A Unified Framework for Delay-Sensitive Communications

Fangwen Fu
Advisor: Mihaela van der Schaar

Wednesday, May 19, 2010 at 3:00pm
Engr. IV Maxwell Room 57-124

Abstract:
Delay-sensitive communications (e.g. multimedia transmission) are booming over a variety of wireless networks. Current solutions often lead to an unsatisfactory experience for delay-sensitive applications since they ignore the stringent delay requirements and the heterogeneous features (e.g. importance, delay deadlines and dependencies) of the delay-sensitive data. This problem is becoming increasingly more serious when multiple delay-sensitive applications coexist in wireless networks and share the scarce network resources. In this dissertation, we develop a unified foresighted optimization framework which explicitly considers both the heterogeneity of the delay-sensitive data and the dynamics of the wireless networks in order to optimize the long-term utilities of the delay-sensitive applications.

In the proposed unified framework, we establish three separation principles which are theoretically important for designing delay-sensitive communication systems. First, by introducing the post-decision states, we separate the foresighted decisions from the underlying network dynamics, which enables us to explore the structures of the optimal solutions and design low-complexity algorithms. Second, in order to explicitly consider the heterogeneity of the multimedia traffic, we prioritize the delay-sensitive data (expressed as direct acyclic graphs) and separate the multi-data unit foresighted decision into multiple single-data unit foresighted decisions, which can subsequently be performed from the high priority to the low priority. Third, when multiple delay-sensitive applications coexist in the wireless network, by introducing a resource price and relaxing the network resource constraints imposed in the future transmission, we separate the multi-user foresighted decision into multiple single-user foresighted decision, thereby significantly reducing the computation and communication complexity.
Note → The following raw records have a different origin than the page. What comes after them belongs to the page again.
//! Optimization Rule - Split Conjunctive Predicates
//!
//! Conjunctive predicates (ANDs) can be split and executed in any order to
//! get the same result, so every Filter whose condition is an AND chain is
//! rewritten into a sequence of single-conjunct Filters. Smaller
//! predicates have fewer dependencies and are easier to move; running them
//! in turn also means each successive filter sees fewer rows.

use crate::errors::Result;
use crate::expression::{Node, NodeType};
use crate::optimizer::{OptimizationStrategy, OptimizerContext};
use crate::plan::{random_nid, LogicalPlanNode, LogicalPlanStepType};
use crate::statistics::QueryStatistics;

pub struct SplitConjunctivePredicatesStrategy {
    statistics: QueryStatistics,
}

impl SplitConjunctivePredicatesStrategy {
    pub fn new(statistics: QueryStatistics) -> Self {
        SplitConjunctivePredicatesStrategy { statistics }
    }
}

fn inner_split(node: Node, out: &mut Vec<Node>) {
    let mut node = node;
    while node.node_type == NodeType::Nested {
        match node.centre {
            Some(inner) => node = *inner,
            None => return,
        }
    }
    if node.node_type != NodeType::And {
        out.push(node);
        return;
    }
    if let Some(left) = node.left {
        inner_split(*left, out);
    }
    if let Some(right) = node.right {
        inner_split(*right, out);
    }
}

impl OptimizationStrategy for SplitConjunctivePredicatesStrategy {
    fn name(&self) -> &'static str {
        "SplitConjunctivePredicates"
    }

    fn visit(&self, node: &LogicalPlanNode, context: &mut OptimizerContext) -> Result<()> {
        if node.step != LogicalPlanStepType::Filter {
            return Ok(());
        }
        let Some(condition) = node.condition.clone() else {
            return Ok(());
        };

        let mut conjuncts = Vec::new();
        inner_split(condition, &mut conjuncts);
        if conjuncts.is_empty() {
            return Ok(());
        }

        // the visited node keeps the first conjunct; the rest are inserted
        // as fresh filters directly below it
        let first = conjuncts.remove(0);
        let mut replacement = LogicalPlanNode::filter(first);
        replacement.alias = node.alias.clone();
        replacement.all_relations = node.all_relations.clone();
        context
            .optimized_plan
            .add_node(context.node_id.clone(), replacement);

        if !conjuncts.is_empty() {
            self.statistics
                .increment("optimization_split_conjunctive_predicates", 1);
        }
        for conjunct in conjuncts {
            let mut filter = LogicalPlanNode::filter(conjunct);
            filter.all_relations = node.all_relations.clone();
            context
                .optimized_plan
                .insert_node_before(random_nid(), filter, &context.node_id)?;
        }
        Ok(())
    }
}
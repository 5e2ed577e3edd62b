//! ASCII table rendering for the CLI.

use crate::session::ResultSet;
use crate::value::Value;

const DIM: &str = "\x1b[2m";
const BOLD: &str = "\x1b[1m";
const RESET: &str = "\x1b[0m";

/// Render a result set as a boxed table.
pub fn render_table(
    result: &ResultSet,
    table_width: usize,
    max_col_width: usize,
    color: bool,
) -> String {
    let names = result.column_names();
    if names.is_empty() {
        let (rows, _) = result.shape();
        return format!("({rows} rows)\n");
    }
    let rows = result.rows();

    let clip = |text: &str| -> String {
        if text.chars().count() > max_col_width {
            let clipped: String = text.chars().take(max_col_width.saturating_sub(1)).collect();
            format!("{clipped}…")
        } else {
            text.to_string()
        }
    };

    let mut widths: Vec<usize> = names.iter().map(|n| clip(n).chars().count()).collect();
    let rendered_rows: Vec<Vec<String>> = rows
        .iter()
        .map(|row| {
            row.iter()
                .enumerate()
                .map(|(i, value)| {
                    let text = clip(&display_value(value));
                    if let Some(width) = widths.get_mut(i) {
                        *width = (*width).max(text.chars().count());
                    }
                    text
                })
                .collect()
        })
        .collect();

    // drop trailing columns that don't fit the terminal
    let mut visible = widths.len();
    let mut used = 1;
    for (i, width) in widths.iter().enumerate() {
        used += width + 3;
        if used > table_width && i > 0 {
            visible = i;
            break;
        }
    }

    let border = |junction: &str| {
        let mut line = String::from(junction);
        for width in widths.iter().take(visible) {
            line.push_str(&"-".repeat(width + 2));
            line.push_str(junction);
        }
        line.push('\n');
        line
    };

    let mut output = String::new();
    output.push_str(&border("+"));
    output.push('|');
    for (name, width) in names.iter().zip(widths.iter()).take(visible) {
        let cell = format!(" {:<width$} ", clip(name), width = *width);
        if color {
            output.push_str(&format!("{BOLD}{cell}{RESET}"));
        } else {
            output.push_str(&cell);
        }
        output.push('|');
    }
    output.push('\n');
    output.push_str(&border("+"));

    for row in &rendered_rows {
        output.push('|');
        for (text, width) in row.iter().zip(widths.iter()).take(visible) {
            let is_null = text.as_str() == "null";
            let cell = format!(" {text:<width$} ", width = *width);
            if color && is_null {
                output.push_str(&format!("{DIM}{cell}{RESET}"));
            } else {
                output.push_str(&cell);
            }
            output.push('|');
        }
        output.push('\n');
    }
    output.push_str(&border("+"));

    let (row_count, column_count) = result.shape();
    if visible < column_count {
        output.push_str(&format!(
            "({row_count} rows, {column_count} columns, {visible} shown)\n"
        ));
    } else {
        output.push_str(&format!("({row_count} rows)\n"));
    }
    output
}

fn display_value(value: &Value) -> String {
    value.to_string()
}

#[cfg(test)]
mod tests {
    use super::*;
    use crate::session::Session;

    #[test]
    fn renders_headers_rows_and_count() {
        let mut session = Session::default();
        let result = session
            .execute("SELECT name FROM $planets ORDER BY id LIMIT 2")
            .expect("query runs");
        let table = render_table(&result, 80, 30, false);
        assert!(table.contains("name"));
        assert!(table.contains("Mercury"));
        assert!(table.contains("(2 rows)"));
    }

    #[test]
    fn long_values_are_clipped() {
        let mut session = Session::default();
        let result = session
            .execute("SELECT birth_place FROM $astronauts LIMIT 1")
            .expect("query runs");
        let table = render_table(&result, 80, 5, false);
        assert!(table.contains('…'));
    }
}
Implementing the above framework in practice requires statistical knowledge of the network dynamics, which is often unavailable before transmission time. To overcome this obstacle, we propose novel structure-aware online learning algorithms derived from the above three separation principles. The proposed online learning algorithms have low complexity and fast convergence, and achieve ?-optimal solutions, which can significantly improve the delay-sensitive communication performance in the unknown environments.

Biography:
Fangwen Fu received the bachelor's and master's degrees from Tsinghua University, Beijing, China, in 2002 and 2005, respectively. He is currently pursuing the Ph.D. degree in the Department of Electrical Engineering, University of California, Los Angeles. During the summer of 2006, he was an Intern with the IBM T. J. Watson Research Center, Yorktown Heights, NY. During the summer of 2009, he was an intern with DOCOMO USA Labs, Palo Alto, CA. He was selected by IBM Research as one of the 12 top Ph.D. students to participate in the 2008 Watson Emerging Leaders in Multimedia Workshop in 2008. He received Dimitris Chorafas Foundation Award in 2009. His research interests include wireless multimedia streaming, resource management for networks and systems, stochastic optimization, applied game theory, video processing, and analysis.